So, 22. Oktober 2017

Kleine(re) Fusion

06.11.2016 18:13

Peuerbach schluckt nun Bruck-Waasen

Ein Wechselbad der Gefühle im Bezirk Grieskirchen: Die Fusions-Abstimmungen in drei Orten mit ÖVP-Bürgermeistern brachten nur eine Zwei-Drittel-Lösung: Peuerbach darf  Bruck-Waasen knapp "schlucken", doch die kleinste Gemeinde, Steegen, bleibt selbstständig. Landespolitiker gratulieren den Fusionswilligen erfreut.

Steegen, die Heimatgemeinde des ehemaligen SPÖ-Chefs und Landesrat Reinhold Entholzer, bleibt solo, was am streitbaren ÖVP-Ortschef Herbert Lehner und seiner Warnung vor den Peuerbacher Schulden liegt. 56,2 Prozent seiner Schäfchen stimmten am Sonntag gegen die Fusion, die kleinste der drei Gemeinden bleibt selbstständig.

In Bruck-Waasen ging die Volksbefragung knapp für die Fusion aus, nach einer sehr emotionalen und auch  komischen Schlussphase, wie Bürgermeister Peter Sattlberger anmerkte: Nur 51,6 Prozent der teilnehmenden Wähler sagten Ja.

Bedauern über den "Pferdefuß"
Peuerbachs Bürgermeister Wolfgang Oberlehner bedauert "den Pferdefuß", den die Fusionsidee durch Steegens Alleingang bekommen habe: "Es wäre besser für die Region gewesen, wenn sich alle drei zusammengeschlossen hätten."

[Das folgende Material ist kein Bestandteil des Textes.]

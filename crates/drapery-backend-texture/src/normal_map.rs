//! Tangent-space normal maps from height fields.

use crate::color::Color;
use crate::maps::{GrayscaleBuffer, TextureBuffer};

/// How neighbour lookups behave past the edge of the height buffer.
#[derive(Debug, Clone, Copy, PartialEq, Eq)]
pub enum BoundaryMode {
    /// Tileable axis: neighbours wrap around.
    Wrap,
    /// Open axis: neighbours clamp to the edge pixel.
    Clamp,
}

impl BoundaryMode {
    /// Map a possibly out-of-range index onto `0..len`.
    #[inline]
    pub fn resolve(self, index: i64, len: u32) -> u32 {
        let len = len as i64;
        let resolved = match self {
            BoundaryMode::Wrap => index.rem_euclid(len),
            BoundaryMode::Clamp => index.clamp(0, len - 1),
        };
        resolved as u32
    }
}

/// Which normal component points out of the surface.
#[derive(Debug, Clone, Copy, PartialEq, Eq)]
pub enum NormalLayout {
    /// `(-dh/dx, 1, -dh/dy)`, the flex model's convention.
    YUp,
    /// `(-dh/dx, -dh/dy, 1)`, the usual tangent-space convention.
    ZUp,
}

/// Derives normals by central differences with per-axis strength.
#[derive(Debug, Clone, PartialEq)]
pub struct NormalMapDeriver {
    /// Multiplier for the horizontal difference `h(x+1) - h(x-1)`.
    pub strength_x: f64,
    /// Multiplier for the vertical difference `h(y+1) - h(y-1)`.
    pub strength_y: f64,
    pub boundary_x: BoundaryMode,
    pub boundary_y: BoundaryMode,
    pub layout: NormalLayout,
}

impl NormalMapDeriver {
    /// Create a deriver with the given axis strengths, clamped edges and Z-up layout.
    pub fn new(strength_x: f64, strength_y: f64) -> Self {
        Self {
            strength_x,
            strength_y,
            boundary_x: BoundaryMode::Clamp,
            boundary_y: BoundaryMode::Clamp,
            layout: NormalLayout::ZUp,
        }
    }

    /// Set the boundary behaviour of each axis.
    pub fn with_boundaries(mut self, x: BoundaryMode, y: BoundaryMode) -> Self {
        self.boundary_x = x;
        self.boundary_y = y;
        self
    }

    pub fn with_layout(mut self, layout: NormalLayout) -> Self {
        self.layout = layout;
        self
    }

    /// Derive a normal map; alpha is opaque.
    pub fn derive(&self, heights: &GrayscaleBuffer) -> TextureBuffer {
        self.derive_with_row_gain(heights, |_| 1.0)
    }

    /// Derive a normal map with an extra gradient gain per row.
    pub fn derive_with_row_gain(
        &self,
        heights: &GrayscaleBuffer,
        row_gain: impl Fn(u32) -> f64,
    ) -> TextureBuffer {
        let width = heights.width;
        let height = heights.height;
        let mut buffer = TextureBuffer::new(width, height, Color::black());

        for y in 0..height {
            let gain = row_gain(y);
            for x in 0..width {
                let (xi, yi) = (x as i64, y as i64);
                let dhdx = (self.lookup(heights, xi + 1, yi) - self.lookup(heights, xi - 1, yi))
                    * self.strength_x
                    * gain;
                let dhdy = (self.lookup(heights, xi, yi + 1) - self.lookup(heights, xi, yi - 1))
                    * self.strength_y
                    * gain;

                buffer.set(x, y, self.encode(dhdx, dhdy));
            }
        }

        buffer
    }

    fn lookup(&self, heights: &GrayscaleBuffer, x: i64, y: i64) -> f64 {
        heights.get(
            self.boundary_x.resolve(x, heights.width),
            self.boundary_y.resolve(y, heights.height),
        )
    }

    fn encode(&self, dhdx: f64, dhdy: f64) -> Color {
        let (nx, ny, nz) = match self.layout {
            NormalLayout::YUp => (-dhdx, 1.0, -dhdy),
            NormalLayout::ZUp => (-dhdx, -dhdy, 1.0),
        };
        // The up component is 1, so the length is never below 1.
        let inv_len = 1.0 / (nx * nx + ny * ny + nz * nz).sqrt();
        Color::from_normal(nx * inv_len, ny * inv_len, nz * inv_len)
    }
}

2017 wird das Jahr der konkreten Fusionsvorbereitungen von Peuerbach und Bruck-Waasen, 2018 ist es schließlich so weit. Des Steegeners Reinhold Entholzer Nachfolgerin als Gemeindereferentin, SPÖ-Chefin Birgit Gerstorfer, meint zwar, dass die positiven Effekte eines Dreiergespanns noch größer gewesen wären, als beim  jetzigen Fusions-Duo, sie sagt aber: "Auch die Zusammenlegung der Gemeinden Bruck-Waasen und Peuerbach ist ein wichtiger Schritt in die richtige Richtung."

Grüne loben Peuerbach
Die Grünen loben Peuerbach und Bruck-Waasen fürs Ja  zum Zusammenlegen, das in Peuerbach mit 92,31 Prozent Zustimmung am stärksten war. In Steegen sei die  Bürgermeisterpartei nicht hinter der Fusion gestanden und habe so die Menschen verunsichert.